Of the reports, fewer than 2-3% of reports are unfounded. So, stop already with the Oh it’s probably some angry teenager who is mad at a worker crap. Your personal opinion is worthless against published clinical data.

Less than 2% of ALL sexual assault cases conclude with conviction. So enough with the We’ll remove the accused offender if they are convicted. Remove them NOW. Or you’ll be sitting in Sunday morning meeting with a sex offender ogling you and your kids.

Conclusion: The damage done by my fellowship/sexual predator is a blip for me now—getting smaller in my rear view mirror. I am one of the happiest guys you will ever meet. I have a wonderful career in medical management, a great kid, rewarding friendships and have built a community around food, music and the arts.

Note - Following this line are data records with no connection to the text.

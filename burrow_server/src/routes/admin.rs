//! Admin surface touch points
//!
//! Read-only inspection hooks plus the reserved-subdomain reload, which
//! goes through the registry's normal mutator.

use crate::routes::AppState;
use axum::{
    body::Body,
    http::{Method, Request, Response, StatusCode},
    response::IntoResponse,
    Json,
};
use http_body_util::BodyExt;

pub async fn handle_admin(state: AppState, request: Request<Body>) -> Response<Body> {
    match (request.method().clone(), request.uri().path()) {
        (method, "/api/tunnels") if method == Method::GET => list_tunnels(state).await,
        (method, "/api/sessions") if method == Method::GET => list_sessions(state).await,
        (method, "/api/stats") if method == Method::GET => stats(state).await,
        (method, "/api/reserved") if method == Method::PUT => {
            reload_reserved(state, request).await
        }
        _ => (StatusCode::NOT_FOUND, "Not found").into_response(),
    }
}

async fn list_tunnels(state: AppState) -> Response<Body> {
    let tunnels: Vec<_> = state
        .registry
        .list()
        .into_iter()
        .map(|t| {
            serde_json::json!({
                "id": t.id,
                "subdomain": t.subdomain,
                "url": state.config.public_url(&t.subdomain),
                "session_id": t.session_id,
                "protocol": t.protocol.as_str(),
                "protected": t.basic_auth.is_some(),
                "created_at": t.created_at,
            })
        })
        .collect();
    Json(serde_json::json!({ "tunnels": tunnels })).into_response()
}

async fn list_sessions(state: AppState) -> Response<Body> {
    let sessions: Vec<_> = state
        .connections
        .list()
        .into_iter()
        .map(|s| {
            serde_json::json!({
                "id": s.id,
                "account_id": s.account_id(),
                "authenticated": s.is_authenticated(),
                "created_at": s.created_at,
                "idle_secs": s.idle_for().as_secs(),
            })
        })
        .collect();
    Json(serde_json::json!({ "sessions": sessions })).into_response()
}

async fn stats(state: AppState) -> Response<Body> {
    Json(serde_json::json!({
        "tunnels": state.registry.len(),
        "sessions": state.connections.len(),
        "pending_requests": state.pending_requests.len(),
        "pending_websockets": state.pending_sockets.len(),
    }))
    .into_response()
}

/// Hot-reload the reserved-subdomain set. Body: JSON array of labels.
async fn reload_reserved(state: AppState, request: Request<Body>) -> Response<Body> {
    let body = match request.into_body().collect().await {
        Ok(collected) => collected.to_bytes(),
        Err(_) => return (StatusCode::BAD_REQUEST, "Unreadable body").into_response(),
    };
    let labels: Vec<String> = match serde_json::from_slice(&body) {
        Ok(labels) => labels,
        Err(e) => {
            return (StatusCode::BAD_REQUEST, format!("Invalid JSON: {}", e)).into_response()
        }
    };

    let count = labels.len();
    state.registry.reload_reserved(labels);
    tracing::info!("Reserved subdomain set reloaded ({} extra labels)", count);
    Json(serde_json::json!({ "reserved": count })).into_response()
}
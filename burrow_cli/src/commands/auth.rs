//! Credential management commands

use crate::config::Credentials;
use anyhow::Result;
use console::style;

/// Store an API key locally. Prompts when no key is given.
pub async fn login(api_key: Option<String>) -> Result<()> {
    cliclack::intro(style(" burrow ").on_cyan().black().to_string())?;

    let api_key = match api_key {
        Some(key) => key,
        None => cliclack::password("Paste your API key").mask('*').interact()?,
    };

    if api_key.trim().is_empty() {
        cliclack::outro_cancel("API key cannot be empty")?;
        anyhow::bail!("API key cannot be empty");
    }

    Credentials {
        api_key: api_key.trim().to_string(),
    }
    .save()?;

    cliclack::outro(format!(
        "Credentials saved to {}",
        style(crate::config::credentials_file().display()).cyan()
    ))?;
    Ok(())
}

/// Remove the stored credential.
pub async fn logout() -> Result<()> {
    if Credentials::delete()? {
        println!("{} Logged out", style("◆").green());
    } else {
        println!("{} No stored credentials", style("◇").yellow());
    }
    Ok(())
}

/// Report whether a credential is stored.
pub async fn status() -> Result<()> {
    match Credentials::load()? {
        Some(creds) => {
            let masked = if creds.api_key.len() > 8 {
                format!("{}...", &creds.api_key[..8])
            } else {
                "***".to_string()
            };
            println!(
                "{} Logged in ({})",
                style("◆").green(),
                style(masked).dim()
            );
        }
        None => {
            println!(
                "{} Not logged in. Run {} first.",
                style("◇").yellow(),
                style("burrow auth login").cyan()
            );
        }
    }
    Ok(())
}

I love God. I have peace in my life even when things are difficult. I sing worship songs, and I am very happy to know that my eternal salvation has nothing to do with the Two by Twos. I go to church and also find God every day I’m snowboarding or being in nature. I love huge, rage at injustice and live to my values. I am accepted by grace—and the God who made me—He delights in my wild nature and deep love for others. Just so you know—you are not defined by what was done to you. You are worthy of the joy that you feel when you embrace that you are deeply loved by your creator.

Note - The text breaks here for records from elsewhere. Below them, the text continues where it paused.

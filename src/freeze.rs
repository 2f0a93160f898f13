//! Job orchestration: one PDF in, one frozen PDF out.
//!
//! ## Failure model
//!
//! A job either writes one complete output file or writes nothing. Every
//! step short-circuits on error, and the scratch directory holding the page
//! images is removed on every exit path when its [`tempfile::TempDir`] guard
//! drops.
//!
//! The serial number is reserved before rasterisation starts and is *not*
//! returned if the job later fails, so failed jobs leave gaps in the
//! sequence. The counter's filesystem lock is not taken here; callers that
//! share a data directory between processes wrap their batch in
//! [`SequenceManager::lock`] / [`SequenceManager::unlock`].

use crate::cancel::CancelSignal;
use crate::config::{FreezeJob, OverlayCorner, TierSettings};
use crate::error::FreezeError;
use crate::pipeline::assemble::PdfAssembler;
use crate::pipeline::font::FontSource;
use crate::pipeline::rasterize::{Ghostscript, PageImage, Rasterizer};
use crate::progress::{NoopProgressCallback, ProgressCallback};
use crate::sequence::SequenceManager;
use serde::Serialize;
use std::path::{Path, PathBuf};
use std::sync::Arc;
use std::time::Instant;
use tracing::{debug, info, warn};

/// Outcome of a successful job.
#[derive(Debug, Clone, PartialEq, Serialize)]
pub struct FreezeReport {
    /// Serial number consumed by this job.
    pub serial: u64,
    /// Formatted label, e.g. `"AR0042"`. Reported even when not stamped.
    pub label: String,
    /// Whether the label was drawn on page 1.
    pub labelled: bool,
    pub pages: usize,
    pub output: PathBuf,
    pub settings: TierSettings,
    pub rasterize_ms: u64,
    pub assemble_ms: u64,
    pub total_ms: u64,
}

/// Runs [`FreezeJob`]s against a rasteriser and a serial counter.
///
/// Generic over the rasteriser so tests can inject a double; production code
/// uses the default [`Ghostscript`].
pub struct Freezer<R = Ghostscript> {
    rasterizer: R,
    sequence: Arc<SequenceManager>,
    font: FontSource,
    progress: ProgressCallback,
}

impl Freezer<Ghostscript> {
    /// Ghostscript from [`gs_locate`] and the counter in the default data
    /// directory.
    pub fn new() -> Self {
        Self::with_parts(
            Ghostscript::new(),
            Arc::new(SequenceManager::open_default()),
        )
    }
}

impl Default for Freezer<Ghostscript> {
    fn default() -> Self {
        Self::new()
    }
}

impl<R: Rasterizer> Freezer<R> {
    pub fn with_parts(rasterizer: R, sequence: Arc<SequenceManager>) -> Self {
        Self {
            rasterizer,
            sequence,
            font: FontSource::default(),
            progress: Arc::new(NoopProgressCallback),
        }
    }

    /// Overlay typeface. Default: built-in Courier.
    pub fn with_font(mut self, font: FontSource) -> Self {
        self.font = font;
        self
    }

    pub fn with_progress(mut self, progress: ProgressCallback) -> Self {
        self.progress = progress;
        self
    }

    pub fn rasterizer(&self) -> &R {
        &self.rasterizer
    }

    pub fn sequence(&self) -> &Arc<SequenceManager> {
        &self.sequence
    }

    /// Verify the rasterisation engine is present and runnable.
    pub async fn check(&self) -> Result<(), FreezeError> {
        self.rasterizer.check().await
    }

    /// Run one job to completion.
    ///
    /// Only rasterisation observes `cancel` (and the job's
    /// `rasterize_timeout`); once reassembly starts the job runs to the end.
    pub async fn process(
        &self,
        job: &FreezeJob,
        cancel: &CancelSignal,
    ) -> Result<FreezeReport, FreezeError> {
        let total_start = Instant::now();
        info!("Starting freeze: {}", job.input.display());
        self.progress.on_job_start(&job.input);

        // ── Step 1: Engine check ─────────────────────────────────────────
        self.rasterizer.check().await?;

        // ── Step 2: Reserve serial ───────────────────────────────────────
        let serial = self.sequence.next()?;
        let label = job.label_for(serial);
        info!("Reserved serial {serial} ({label})");
        self.progress.on_serial_issued(serial, &label);

        let result = self.run(job, cancel, serial, label, total_start).await;
        if let Err(ref e) = result {
            warn!("Job failed after reserving serial {serial}; number not reused: {e}");
        }
        result
    }

    async fn run(
        &self,
        job: &FreezeJob,
        cancel: &CancelSignal,
        serial: u64,
        label: String,
        total_start: Instant,
    ) -> Result<FreezeReport, FreezeError> {
        // ── Step 3: Scratch directory ────────────────────────────────────
        let workdir = tempfile::Builder::new()
            .prefix("pdf-freezer-")
            .tempdir()
            .map_err(|e| FreezeError::Internal(format!("cannot create temp directory: {e}")))?;
        debug!("Working directory {}", workdir.path().display());

        // ── Step 4: Rasterise ────────────────────────────────────────────
        let settings = job.tier_settings();
        let cancel = match job.rasterize_timeout {
            Some(t) => cancel.with_timeout(t),
            None => cancel.clone(),
        };
        let raster_start = Instant::now();
        let pages = self
            .rasterizer
            .extract_pages(&job.input, workdir.path(), settings, &cancel)
            .await?;
        let rasterize_ms = raster_start.elapsed().as_millis() as u64;
        info!("Rasterised {} pages in {}ms", pages.len(), rasterize_ms);

        // ── Step 5: Reject empty output ──────────────────────────────────
        if pages.is_empty() {
            return Err(FreezeError::EmptyDocument {
                path: job.input.clone(),
            });
        }
        self.progress.on_pages_rasterized(pages.len());

        // ── Step 6: Overlay font on disk for the job's lifetime ──────────
        let font = if job.overlay {
            self.font.materialize()?
        } else {
            None
        };

        // ── Steps 7–9: Reassemble and save ───────────────────────────────
        let overlay_text = job.overlay.then(|| label.clone());
        let corner = job.corner;
        let output = job.output.clone();
        let progress = Arc::clone(&self.progress);
        let assemble_start = Instant::now();

        let page_count = tokio::task::spawn_blocking(move || {
            // Page images and font file must outlive the save.
            let _workdir = workdir;
            assemble(
                &pages,
                font.as_ref().map(|f| f.path()),
                overlay_text.as_deref(),
                corner,
                &output,
                &progress,
            )
        })
        .await
        .map_err(|e| FreezeError::Internal(format!("Assembly task panicked: {e}")))??;
        let assemble_ms = assemble_start.elapsed().as_millis() as u64;

        self.progress.on_job_complete(&job.output, page_count);
        let report = FreezeReport {
            serial,
            label,
            labelled: job.overlay,
            pages: page_count,
            output: job.output.clone(),
            settings,
            rasterize_ms,
            assemble_ms,
            total_ms: total_start.elapsed().as_millis() as u64,
        };
        info!(
            "Freeze complete: {} pages → {} in {}ms",
            report.pages,
            report.output.display(),
            report.total_ms
        );
        Ok(report)
    }
}

/// Blocking part of the job: add every page in order, label page 1, save.
fn assemble(
    pages: &[PageImage],
    font: Option<&Path>,
    label: Option<&str>,
    corner: OverlayCorner,
    output: &Path,
    progress: &ProgressCallback,
) -> Result<usize, FreezeError> {
    let mut assembler = PdfAssembler::new(font);
    let total = pages.len();
    for page in pages {
        let text = if page.number == 1 { label } else { None };
        assembler.add_page(&page.path, text, corner, page.dpi)?;
        progress.on_page_added(page.number, total);
    }
    assembler.save(output)?;
    Ok(total)
}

And if you read this and say, “Oh, good, he’s OK now – no foul, it’s ‘all good’.” Then I think I need to clarify.  I am not OK.  I’ve spent thousands of dollars in weekly therapy with a trusted neuropsychologist.  I am better but there still remain layers of mistrust of others – anyone – because of the betrayal of a trusted worker, of a ministry who has done nothing to protect its people and the theology that would insist on secrecy over caring for souls.

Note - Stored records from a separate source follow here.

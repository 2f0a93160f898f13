//! Error types for the pdf-freezer library.
//!
//! A freeze job has no partial-success mode: a document is either fully
//! rasterised, reassembled and saved, or nothing is written. Every failure is
//! therefore a single fatal [`FreezeError`] that aborts the current job and
//! is returned from the top-level entry points unchanged.
//!
//! The variants follow the pipeline stages so callers can branch on *where*
//! a job failed:
//!
//! | Stage | Variants |
//! |-------|----------|
//! | engine check | [`FreezeError::DependencyMissing`] |
//! | serial number | [`FreezeError::Counter`], [`FreezeError::AlreadyLocked`], [`FreezeError::LockRelease`] |
//! | rasterisation | [`FreezeError::Rasterization`], [`FreezeError::Cancelled`], [`FreezeError::EmptyDocument`] |
//! | reassembly | [`FreezeError::ImageDecode`], [`FreezeError::Font`], [`FreezeError::OutputWriteFailed`] |

use std::path::PathBuf;
use thiserror::Error;

/// All fatal errors returned by the pdf-freezer library.
#[derive(Debug, Error)]
pub enum FreezeError {
    // ── Engine errors ─────────────────────────────────────────────────────
    /// The rasterisation engine is absent or does not run.
    #[error(
        "Ghostscript not found or not working ('{executable}'): {detail}\n\
         Install Ghostscript or set PDF_FREEZER_GS=/path/to/gs."
    )]
    DependencyMissing { executable: PathBuf, detail: String },

    /// The engine ran but exited abnormally.
    #[error("Ghostscript failed: {detail}\nOutput: {output}")]
    Rasterization { detail: String, output: String },

    /// The rasterisation was aborted by the job's cancellation signal.
    #[error("Ghostscript failed: {reason}")]
    Cancelled { reason: String },

    /// The engine exited successfully but produced no page images.
    #[error("No pages extracted from '{path}'\nIs the document empty or unreadable?")]
    EmptyDocument { path: PathBuf },

    // ── Counter errors ────────────────────────────────────────────────────
    /// The sequence state file could not be read or written.
    #[error("Counter error at '{path}': {source}")]
    Counter {
        path: PathBuf,
        #[source]
        source: std::io::Error,
    },

    /// The lock marker already exists.
    #[error(
        "Counter is locked by another instance or process ('{path}').\n\
         If no other instance is running, clear it with `pdf-freezer number unlock --force`."
    )]
    AlreadyLocked { path: PathBuf },

    /// The lock marker exists but could not be removed.
    #[error("Failed to remove lock file '{path}': {source}")]
    LockRelease {
        path: PathBuf,
        #[source]
        source: std::io::Error,
    },

    // ── Reassembly errors ─────────────────────────────────────────────────
    /// A rasterised page image could not be opened or its header decoded.
    #[error("Failed to read page image '{path}': {detail}")]
    ImageDecode { path: PathBuf, detail: String },

    /// The overlay font could not be loaded or set.
    #[error("Failed to set font: {detail}")]
    Font { detail: String },

    /// Could not create or write the output PDF.
    #[error("Failed to write output file '{path}': {detail}")]
    OutputWriteFailed { path: PathBuf, detail: String },

    // ── Settings errors ───────────────────────────────────────────────────
    /// The persisted settings file could not be written.
    #[error("Failed to save settings to '{path}': {detail}")]
    Settings { path: PathBuf, detail: String },

    // ── Input / config errors ─────────────────────────────────────────────
    /// The caller supplied an unusable input.
    #[error("Invalid input: {0}")]
    InvalidInput(String),

    /// Builder validation failed.
    #[error("Invalid configuration: {0}")]
    InvalidConfig(String),

    // ── Catch-all ─────────────────────────────────────────────────────────
    /// Unexpected internal error.
    #[error("Internal error: {0}")]
    Internal(String),
}

impl FreezeError {
    /// `true` for failures of the external rasterisation step, including
    /// cancellation.
    pub fn is_rasterization(&self) -> bool {
        matches!(
            self,
            FreezeError::Rasterization { .. } | FreezeError::Cancelled { .. }
        )
    }

    pub(crate) fn write_failed(path: impl Into<PathBuf>, detail: impl ToString) -> Self {
        FreezeError::OutputWriteFailed {
            path: path.into(),
            detail: detail.to_string(),
        }
    }
}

Survivors—trust me!  You are powerful enough to call out your monster. I did. It takes guts and courage. S/he has no power over you. Your truth will make him cower. Call him/her out and watch them freak out! I believe you. I hear you. I support you. Others will too.

For four generations, this church has told me and my family to sit down, fold our hands and shut up. Today I choose to stand, raise my fist in the air, and say “NO MORE”!